Despite its limited number, in the context of the Spanish state’s total local
and autonomic administrations, the Oviedo Manifest initiative can become a
publicized example, since many of the signers were elected in the major
cities. In the Portuguese case, the
absence of autarchy officials defending a similar position is notorious and,
even rarer, the assumption in practice by any autarchy of an irregularities’ or
illegalities assessment. Even in those where
the Lusitanian kleptocratic regime’s left wing dominates. It would be an amazing thing, the oligarchs
revealing the results of their corrupt actions or careless management.
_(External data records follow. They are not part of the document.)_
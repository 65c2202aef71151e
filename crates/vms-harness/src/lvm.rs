//! LVM2 physical volumes carrying text metadata.
//!
//! Image layout: label in sector 1, one metadata area at 4 KiB whose text
//! starts right after the 512-byte area header, first physical extent at
//! 1 MiB.

use std::fmt::Write as _;

use crate::{SECTOR, place, put_le};

pub const PE_START_SECTORS: u64 = 2048;
pub const MDA_OFFSET: usize = 4096;
pub const MDA_SIZE: usize = (1 << 20) - MDA_OFFSET;
const MDA_MAGIC: &[u8; 16] = b" LVM2 x[5A%r0N*>";

/// 32-character raw UUID derived from `tag`.
#[must_use]
pub fn raw_uuid(tag: &str) -> String {
    let mut id: String = tag.chars().filter(char::is_ascii_alphanumeric).take(32).collect();
    while id.len() < 32 {
        id.push('0');
    }
    id
}

/// Dashed 6-4-4-4-4-4-6 form used in metadata text.
#[must_use]
pub fn dashed_uuid(raw: &str) -> String {
    let mut out = String::new();
    let mut at = 0;
    for (i, width) in [6, 4, 4, 4, 4, 4, 6].into_iter().enumerate() {
        if i > 0 {
            out.push('-');
        }
        out.push_str(&raw[at..at + width]);
        at += width;
    }
    out
}

/// Byte offset of physical extent `pe` for extents of `extent_sectors`.
#[must_use]
pub fn extent_offset(pe: u64, extent_sectors: u64) -> usize {
    ((PE_START_SECTORS + pe * extent_sectors) as usize) * SECTOR
}

/// PV of `size` bytes labelled `raw_uuid`. `metadata` goes into the single
/// metadata area; `None` leaves the PV without metadata areas.
#[must_use]
pub fn pv_image(raw_uuid: &str, size: usize, metadata: Option<&str>) -> Vec<u8> {
    let mut image = vec![0_u8; size];
    let label = SECTOR;
    image[label..label + 8].copy_from_slice(b"LABELONE");
    put_le(&mut image, label + 8, 1, 8);
    put_le(&mut image, label + 20, 32, 4);
    image[label + 24..label + 32].copy_from_slice(b"LVM2 001");

    let pvh = label + 32;
    image[pvh..pvh + 32].copy_from_slice(raw_uuid.as_bytes());
    put_le(&mut image, pvh + 32, size as u64, 8);
    let mut at = pvh + 40;
    put_le(&mut image, at, PE_START_SECTORS * SECTOR as u64, 8);
    at += 32; // data area plus terminator
    if let Some(text) = metadata {
        put_le(&mut image, at, MDA_OFFSET as u64, 8);
        put_le(&mut image, at + 8, MDA_SIZE as u64, 8);
        write_mda(&mut image, text);
    }
    image
}

fn write_mda(image: &mut Vec<u8>, text: &str) {
    let h = MDA_OFFSET;
    image[h + 4..h + 20].copy_from_slice(MDA_MAGIC);
    put_le(image, h + 20, 1, 4);
    put_le(image, h + 24, MDA_OFFSET as u64, 8);
    put_le(image, h + 32, MDA_SIZE as u64, 8);
    put_le(image, h + 40, SECTOR as u64, 8);
    put_le(image, h + 48, text.len() as u64, 8);
    place(image, h + SECTOR, text.as_bytes());
}

/// One `segmentN { ... }` body.
#[derive(Debug, Clone)]
pub struct SegmentText {
    start: u64,
    count: u64,
    body: String,
}

impl SegmentText {
    #[must_use]
    pub fn linear(start: u64, count: u64, pv: &str, pv_start: u64) -> Self {
        Self::striped(start, count, 0, &[(pv, pv_start)])
    }

    #[must_use]
    pub fn striped(start: u64, count: u64, stripe_size: u64, stripes: &[(&str, u64)]) -> Self {
        let list: Vec<String> = stripes.iter().map(|(pv, s)| format!("\"{pv}\", {s}")).collect();
        let mut body = format!(
            "type = \"striped\"\nstripe_count = {}\nstripes = [\n{}\n]\n",
            stripes.len(),
            list.join(",\n")
        );
        if stripes.len() > 1 {
            let _ = writeln!(body, "stripe_size = {stripe_size}");
        }
        Self { start, count, body }
    }

    #[must_use]
    pub fn thin_pool(start: u64, count: u64, metadata: &str, data: &str, chunk_size: u64) -> Self {
        Self {
            start,
            count,
            body: format!(
                "type = \"thin-pool\"\nmetadata = \"{metadata}\"\npool = \"{data}\"\ntransaction_id = 1\nchunk_size = {chunk_size}\ndiscards = \"passdown\"\nzero_new_blocks = 1\n"
            ),
        }
    }

    #[must_use]
    pub fn thin(start: u64, count: u64, pool: &str, device_id: u64) -> Self {
        Self {
            start,
            count,
            body: format!("type = \"thin\"\nthin_pool = \"{pool}\"\ntransaction_id = 0\ndevice_id = {device_id}\n"),
        }
    }

    /// Segment with no parameters (`zero`, `error`, or an unmapped type).
    #[must_use]
    pub fn typed(start: u64, count: u64, kind: &str) -> Self {
        Self {
            start,
            count,
            body: format!("type = \"{kind}\"\n"),
        }
    }
}

/// Volume group text metadata.
#[derive(Debug, Clone)]
pub struct VgText {
    name: String,
    id: String,
    seqno: u64,
    extent_size: u64,
    pvs: Vec<String>,
    lvs: Vec<String>,
}

impl VgText {
    #[must_use]
    pub fn new(name: &str, seqno: u64, extent_size: u64) -> Self {
        Self {
            name: name.to_owned(),
            id: dashed_uuid(&raw_uuid(&format!("vg{name}"))),
            seqno,
            extent_size,
            pvs: Vec::new(),
            lvs: Vec::new(),
        }
    }

    #[must_use]
    pub fn pv(mut self, name: &str, raw_uuid: &str, pe_count: u64) -> Self {
        self.pvs.push(format!(
            "{name} {{\nid = \"{}\"\ndevice = \"/dev/{name}\"\nstatus = [\"ALLOCATABLE\"]\nflags = []\ndev_size = {}\npe_start = {PE_START_SECTORS}\npe_count = {pe_count}\n}}\n",
            dashed_uuid(raw_uuid),
            PE_START_SECTORS + pe_count * self.extent_size
        ));
        self
    }

    #[must_use]
    pub fn lv(mut self, name: &str, visible: bool, segments: &[SegmentText]) -> Self {
        let status = if visible {
            "[\"READ\", \"WRITE\", \"VISIBLE\"]"
        } else {
            "[\"READ\", \"WRITE\"]"
        };
        let mut text = format!(
            "{name} {{\nid = \"{}\"\nstatus = {status}\nflags = []\nsegment_count = {}\n",
            dashed_uuid(&raw_uuid(&format!("lv{name}"))),
            segments.len()
        );
        for (i, seg) in segments.iter().enumerate() {
            let _ = write!(
                text,
                "\nsegment{} {{\nstart_extent = {}\nextent_count = {}\n\n{}}}\n",
                i + 1,
                seg.start,
                seg.count,
                seg.body
            );
        }
        text.push_str("}\n");
        self.lvs.push(text);
        self
    }

    /// LV UUID as it appears in the rendered metadata.
    #[must_use]
    pub fn lv_uuid(name: &str) -> String {
        dashed_uuid(&raw_uuid(&format!("lv{name}")))
    }

    #[must_use]
    pub fn render(&self) -> String {
        format!(
            "{} {{\nid = \"{}\"\nseqno = {}\nformat = \"lvm2\"\nstatus = [\"RESIZEABLE\", \"READ\", \"WRITE\"]\nflags = []\nextent_size = {}\nmax_lv = 0\nmax_pv = 0\nmetadata_copies = 0\n\nphysical_volumes {{\n{}}}\n\nlogical_volumes {{\n{}}}\n}}\n# Generated by LVM2 version 2.03.11(2) (2021-01-08)\n\ncontents = \"Text Format Volume Group\"\nversion = 1\n\ndescription = \"\"\n\ncreation_host = \"builder\"\t# Linux builder\ncreation_time = 1700000000\t# Tue Nov 14 22:13:20 2023\n\n",
            self.name,
            self.id,
            self.seqno,
            self.extent_size,
            self.pvs.concat(),
            self.lvs.concat()
        )
    }
}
In Catalonia, the CUP – Popular Union Candidacy (Candidatura de Unidad
Popular), that has 10 parliamentary seats and has become a key element in the Generalitat’s management, has a radical
debt repudiation stance; <<We will
not pay your debt>>. In its
program, it proposes suspending <<immediately
the debt payments and that the definitive non payment of the legalized usury be
decreed in order to face the needs of the popular classes>>. The CUP is not opposed to the execution of
popular audits and decrees to be null and without effect any illegitimate debt
payment on behalf of international investment funds and banks. As can be easily seen, this debt’s yoke-liberating
reality view sits in the antipode of the Portuguese parliamentary left which is
satisfied with renegotiations, with meetings with the financial system’s representatives,
and the rest will remain to be seen.
However, it is completely plausible that any effect resulting thereof
will always be very limited, and that only an European-level examination of the
debt problem, including a significant cancellation at the financial system’s
expenses, can have real meaning to the lives of Southern Europe periphery’s
peoples.
(to be continued)
This one and other papers at:
[1] IGCP – Portuguese Republic Financing Program – liquid financial
requirements (founded debt, in euros): 2011 – 20000 M, 2012 – 17400 M, 2013 –
11500 M, 2014 – 11800 M, 2015 – 11000 M, 2016 – 7000 M. In turn, the State
Budget for 2017, Table III.4.V.3.2 (OE 2017, Quadro III.4.V.3.2.) lists the
requirements for 2015 – 11845 M, 2016 – 13140 M and 2017 – 9609 M.
[2] Translator note. In the original: par(a)lamentar.
Word play between parlamentar
(parliamentary) and para lamentar (regretable).
[3] According to the Public Accounts Tribunal, for the
period of 2008/15, the capital expenses in support of the financial system
reached €20083.4 M in 2012, the recorded estate at the end of the period being
€15458.6. CGD’s recapitalization is waiting around the corner.
[4] IEFP – Acronym of the Professional Training and
Employment Institute (Instituto do Emprego e Formação Profissional) (Translator
note).
[5] Translator’s note. In the original: mole. Word play,
as “mole”, in Portuguese, can mean both a crowd and soft.
[6] Apropos the swaps
agreed between Portuguese public companies and the Santander Bank, two
juridical instances in London asserted the bank’s reasons, and the Portuguese
State may have to come to pay € 1800 M. Naturally, the Santander bank must have
used a very well laid out procedure, designed by highly reputed specialists,
that functioned as a trap to the other party, which does not have a matching
technical capability but has, in contrast, a lot of levity.